I have jumped forward this time, instead of backward, and thanks to the single unopened window on the advent calendar, I know exactly which date I’ve landed on.
This must be December 24th, 2006.
I squeeze the bridge of my nose tightly, and a shard of sunlight bounces off my watch. I’m still wearing it. I am now naked except for a pair of boxer shorts I don’t recognise, and yet I am still wearing this watch. The hands are stuck in the exact same place – one minute to midnight.
The watch-seller’s weirdly cryptic line about the clock striking midnight flashes into my head again. I looked at the watch last night, just before Daff and I fell asleep. That must have been when it happened: last night, when the real time matched up with the time on my watch … that must have been when I ‘jumped’ again! I guess I was already asleep by then, because I definitely don’t remember it.
I feel a momentary burst of pride at having potentially figured out the logistics of this time-hopping madness – although it’s quickly buried under a fresh heap of confusion as I remember I have no idea how this is happening, or why.
With my heart still thudding, I reach over to pick up the advent calendar. I remember it so well, though I have no idea where it is back in 2020. It’s a cheapo supermarket thing with a ruddy-cheeked Santa Claus grinning maniacally on the front. But Daphne customised it especially for me; ripped the cardboard back panel off and replaced it with a whole new collage of photos. A few months into our relationship, we’d been watching the stone-cold classic Nineties romcom Ten Things I Hate About You, and I’d confessed to spending my post-puberty years obsessing over the film’s star.
And so, just before the first term of second year ended, Daff presented me with this calendar, full of hidden pictures of Larisa.
‘Now you can take your one true love home for Christmas,’ she deadpanned as she handed it over.
I pick open the final window, which is much bigger than the others, and it reveals a surprisingly realistic composite of Ms Oleynik and myself standing next to each other, smiling. It has to be said, we actually make a pretty good couple.
I drop the calendar back onto the table. It takes me a couple of seconds to figure out the significance of this date. If my maths is right, then Daff and I have now been going out for just over a year, and today – Christmas Eve 2006 – is the first time she ever came to my house. In fact, it’s the first time she ever met my …
I hear spoons tinkling and cups clinking downstairs, and my stomach instantly turns in on itself. My chest knots so tightly that for a second I think I might pass out, and there’s a sudden hard, hot pressure thundering behind my eyeballs.
‘Benjamin!’ Mum yells up the stairs. ‘Will you please – please – get your backside out of bed and come and help your poor mother?’
And the next thing I know, I am crying so hard I can barely breathe.
Chapter Thirteen
Mum died on November 26th, 2018.
It was a Monday – a grey, drizzly, nothingy Monday – and I was coming back from work when I got the text.
I was temping at a travel agency at the time, spending forty hours a week knocking out press releases about Pacific cruises for the over-sixties. It was around 7 p.m., the end of yet another mindless, monotonous day, and I felt my phone buzz in my pocket as I stepped off the Tube. I remember staring down at the name on the screen. My uncle Simon, Mum’s brother. That’s weird, I thought. I don’t think Simon’s ever messaged me before.
All it said was: Are you at home?
I texted back: In about 20 mins – why? But there was no reply.
As soon as I got in the front door, I called Mum to see if she knew what was up with him. It went straight to voicemail, her cheery voice ringing out in my ear: ‘So sorry, but I can’t come to the phone right now …’ Even then, I didn’t make the connection. It didn’t even cross my mind. Why would it?

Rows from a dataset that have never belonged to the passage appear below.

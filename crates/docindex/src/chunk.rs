//! Overlapping text chunking.
//!
//! Target chunk size is ~500 characters with ~50 characters of overlap
//! between consecutive chunks. Chunk boundaries prefer whitespace so a
//! chunk rarely cuts a word in half, and always land on a UTF-8
//! character boundary.

/// How far back from the target boundary we search for whitespace
/// before giving up and cutting mid-word.
const BREAK_SEARCH_WINDOW: usize = 60;

/// Split `text` into overlapping chunks.
///
/// `overlap` must be smaller than `chunk_size` (enforced by config
/// validation). Leading/trailing whitespace is trimmed from each chunk;
/// empty chunks are dropped.
pub fn split_text(text: &str, chunk_size: usize, overlap: usize) -> Vec<String> {
    let text = text.trim();
    if text.is_empty() {
        return Vec::new();
    }
    if text.len() <= chunk_size {
        return vec![text.to_string()];
    }

    let mut chunks = Vec::new();
    let mut start = 0usize;

    while start < text.len() {
        let hard_end = (start + chunk_size).min(text.len());
        let end = if hard_end == text.len() {
            hard_end
        } else {
            break_point(text, hard_end)
        };

        let chunk = text[start..end].trim();
        if !chunk.is_empty() {
            chunks.push(chunk.to_string());
        }

        if end == text.len() {
            break;
        }

        // Step forward, keeping `overlap` characters of context. The
        // boundary floor can round back onto `start` in multibyte text,
        // so strict progress is enforced by stepping to the next char
        // boundary when that happens.
        let next = end.saturating_sub(overlap).max(start + 1);
        let advanced = floor_char_boundary(text, next);
        start = if advanced > start {
            advanced
        } else {
            ceil_char_boundary(text, start + 1)
        };
    }

    chunks
}

/// Find a chunk boundary at or before `pos`, preferring whitespace
/// within the search window and always landing on a char boundary.
fn break_point(text: &str, pos: usize) -> usize {
    let pos = floor_char_boundary(text, pos);
    let window_start = floor_char_boundary(text, pos.saturating_sub(BREAK_SEARCH_WINDOW));

    text[window_start..pos]
        .rfind(char::is_whitespace)
        .map(|offset| window_start + offset)
        .filter(|&b| b > window_start)
        .unwrap_or(pos)
}

/// Largest index `<= pos` that is a UTF-8 character boundary.
fn floor_char_boundary(text: &str, mut pos: usize) -> usize {
    if pos >= text.len() {
        return text.len();
    }
    while pos > 0 && !text.is_char_boundary(pos) {
        pos -= 1;
    }
    pos
}

/// Smallest index `>= pos` that is a UTF-8 character boundary.
fn ceil_char_boundary(text: &str, mut pos: usize) -> usize {
    while pos < text.len() && !text.is_char_boundary(pos) {
        pos += 1;
    }
    pos.min(text.len())
}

When Simon knocked on the door a few minutes later, my first thought was that he’d had an accident. His shoulders were hunched, his eyes red raw and his face twisted like he was in agony.
I asked him what was wrong, but he walked past me and said, ‘Let’s go in and sit down.’ And when we were sitting at the kitchen table, he just came out with it: ‘Ben. I’ve come from the hospital. I’m so sorry, but something terrible’s happened. Your mum’s died.’

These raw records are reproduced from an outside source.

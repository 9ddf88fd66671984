//! The multi-turn escalation dialogue.
//!
//! Drives the staged "collect name, then email, then notify" flow:
//! `None → AwaitingName → AwaitingEmail → None`, with a fast path that
//! skips both collection states once identity was captured earlier in
//! the session. Name and email are accepted as free text; a
//! malformed-looking email is acknowledged in the reply rather than
//! silently recorded.

use sd_backends::Notifier;

use crate::keywords::find_email;
use crate::session::{PendingStage, Session};

// ━━━━━━━━━━━━━━━━━━━━━━━━━━━━━━━━━━━━━━━━━━━━━━━━━━━━━━━━━━━━━━━━━━
// Reply texts
// ━━━━━━━━━━━━━━━━━━━━━━━━━━━━━━━━━━━━━━━━━━━━━━━━━━━━━━━━━━━━━━━━━━

pub const NAME_PROMPT: &str =
    "I can connect you with a human agent. Could you share your full name?";

pub const NOTIFIED_REPLY: &str =
    "Thank you. A human agent has been notified and will reach out to you shortly.";

/// Appended to the confirmation when the notification channel could not
/// be reached. The collected details are kept so the request is not lost.
pub const DELIVERY_WARNING: &str = "(Note: we had trouble reaching the support \
    channel just now. Your request has been recorded and will be followed up.)";

/// Appended when the collected email doesn't look like an address.
const EMAIL_SHAPE_NOTE: &str =
    "(That doesn't look like a typical email address, but I've recorded it as given.)";

pub fn email_prompt(name: &str) -> String {
    format!("Thanks, {name}. What's the best email address to reach you at?")
}

/// The alert text forwarded to the human-facing channel.
fn notification_text(name: &str, email: &str, message: &str) -> String {
    format!("Escalation request from {name} <{email}>: {message}")
}

// ━━━━━━━━━━━━━━━━━━━━━━━━━━━━━━━━━━━━━━━━━━━━━━━━━━━━━━━━━━━━━━━━━━
// State transitions
// ━━━━━━━━━━━━━━━━━━━━━━━━━━━━━━━━━━━━━━━━━━━━━━━━━━━━━━━━━━━━━━━━━━

/// Handle a message classified as `Escalate`.
///
/// With identity already collected this notifies immediately; otherwise
/// it stores the triggering message and enters the collection dialogue
/// at whichever stage is still missing.
pub async fn on_escalate(
    session: &mut Session,
    message: &str,
    notifier: &dyn Notifier,
) -> String {
    if session.identity_complete() {
        session.pending_escalation_message = Some(message.to_string());
        return notify_and_confirm(session, notifier).await;
    }

    session.pending_escalation_message = Some(message.to_string());
    if session.collected_name().is_none() {
        session.pending_stage = PendingStage::AwaitingName;
        NAME_PROMPT.to_string()
    } else {
        // Name known from an earlier, unfinished escalation; only the
        // email is still missing.
        session.pending_stage = PendingStage::AwaitingEmail;
        email_prompt(session.collected_name().unwrap_or_default())
    }
}

/// Handle a message classified as `CollectName`.
pub async fn on_collect_name(
    session: &mut Session,
    input: &str,
    notifier: &dyn Notifier,
) -> String {
    let name = input.trim().to_string();
    session.set_collected_name(&name);

    if session.collected_email().is_some() {
        session.pending_stage = PendingStage::None;
        return notify_and_confirm(session, notifier).await;
    }

    session.pending_stage = PendingStage::AwaitingEmail;
    email_prompt(&name)
}

/// Handle a message classified as `CollectEmail`.
///
/// Closes the collection dialogue and notifies. The email is accepted
/// as free text; an input without email shape is acknowledged, never
/// silently dropped.
pub async fn on_collect_email(
    session: &mut Session,
    input: &str,
    notifier: &dyn Notifier,
) -> String {
    let email = input.trim().to_string();
    let looks_like_email = find_email(&email).is_some();
    session.set_collected_email(&email);
    session.pending_stage = PendingStage::None;

    let mut reply = notify_and_confirm(session, notifier).await;
    if !looks_like_email {
        reply.push_str("\n\n");
        reply.push_str(EMAIL_SHAPE_NOTE);
    }
    reply
}

/// Forward the pending escalation to the notification channel.
///
/// On success the pending message is cleared. On delivery failure the
/// already-collected name/email/message are left intact so operator
/// follow-up remains possible, and the confirmation carries a
/// low-severity warning suffix.
async fn notify_and_confirm(session: &mut Session, notifier: &dyn Notifier) -> String {
    let name = session.collected_name().unwrap_or("N/A").to_string();
    let email = session.collected_email().unwrap_or("N/A").to_string();
    let message = session
        .pending_escalation_message
        .clone()
        .unwrap_or_default();

    let text = notification_text(&name, &email, &message);

    match notifier.notify(&text).await {
        Ok(()) => {
            session.pending_escalation_message = None;
            tracing::info!(session_key = %session.session_key, "escalation forwarded to human channel");
            NOTIFIED_REPLY.to_string()
        }
        Err(e) => {
            tracing::warn!(
                session_key = %session.session_key,
                error = %e,
                "escalation notification delivery failed; keeping collected details"
            );
            format!("{NOTIFIED_REPLY}\n\n{DELIVERY_WARNING}")
        }
    }
}

#[cfg(test)]
mod tests {
    use super::*;

    #[test]
    fn notification_text_carries_all_three_parts() {
        let text = notification_text("Jane Doe", "jane@example.com", "I want a refund");
        assert!(text.contains("Jane Doe"));
        assert!(text.contains("jane@example.com"));
        assert!(text.contains("I want a refund"));
    }

    #[test]
    fn email_prompt_addresses_user_by_name() {
        assert!(email_prompt("Jane").contains("Jane"));
    }
}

And that was it. Just like that, the world ended.
Simon told me later – months later – that the nurse had instructed him to say it that way. Direct and to the point. No beating around the bush. Like pulling off a plaster.

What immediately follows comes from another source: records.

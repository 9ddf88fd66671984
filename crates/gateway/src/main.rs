use std::sync::Arc;

use clap::Parser;
use tracing_subscriber::EnvFilter;

mod bootstrap;
mod cli;
mod state;

use cli::{Cli, Command, ConfigCommand};

#[tokio::main]
async fn main() -> anyhow::Result<()> {
    let cli = Cli::parse();

    match cli.command {
        // Default to chat when no subcommand is given.
        None => {
            init_tracing("warn");
            let (config, _) = cli::load_config()?;
            cli::chat::chat(Arc::new(config), "cli:chat".into(), None).await
        }
        Some(Command::Chat { session, document }) => {
            init_tracing("warn");
            let (config, _) = cli::load_config()?;
            cli::chat::chat(Arc::new(config), session, document).await
        }
        Some(Command::Run { message, session }) => {
            init_tracing("warn");
            let (config, _) = cli::load_config()?;
            cli::run::run(Arc::new(config), message, session).await
        }
        Some(Command::Doctor) => {
            let (config, config_path) = cli::load_config()?;
            let passed = cli::doctor::run(&config, &config_path).await?;
            if !passed {
                std::process::exit(1);
            }
            Ok(())
        }
        Some(Command::Config(ConfigCommand::Validate)) => {
            let (config, config_path) = cli::load_config()?;
            let valid = cli::config::validate(&config, &config_path);
            if !valid {
                std::process::exit(1);
            }
            Ok(())
        }
        Some(Command::Config(ConfigCommand::Show)) => {
            let (config, _) = cli::load_config()?;
            cli::config::show(&config);
            Ok(())
        }
        Some(Command::Version) => {
            println!("supportdesk {}", env!("CARGO_PKG_VERSION"));
            Ok(())
        }
    }
}

/// Compact stderr-only tracing so diagnostics never pollute stdout.
///
/// `RUST_LOG` overrides the default filter; routing decisions are
/// visible with e.g. `RUST_LOG=sd_router=debug`.
fn init_tracing(default_filter: &str) {
    tracing_subscriber::fmt()
        .with_env_filter(
            EnvFilter::try_from_default_env()
                .unwrap_or_else(|_| EnvFilter::new(default_filter)),
        )
        .with_writer(std::io::stderr)
        .compact()
        .init();
}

I didn’t believe him at first. I thought it was a joke. Some weird, dark, sick joke. But then his voice broke as he said it again. And as he started to cry – these horrible, heavy, jagged sobs – the truth ripped through me like a blade.
I remember just sitting there, gasping like I was drowning. The shock was so severe – so insanely violent – that it took the wind right out of me.
The only thought in my head was that I would do anything – anything – for this not to be true.
I sat, paralysed, as I listened to Simon explain what had happened. An aneurysm. A weak blood vessel in her brain. No warning, nothing anyone could have done. She’d been on her way back from the shops, and she’d fallen right there in the street.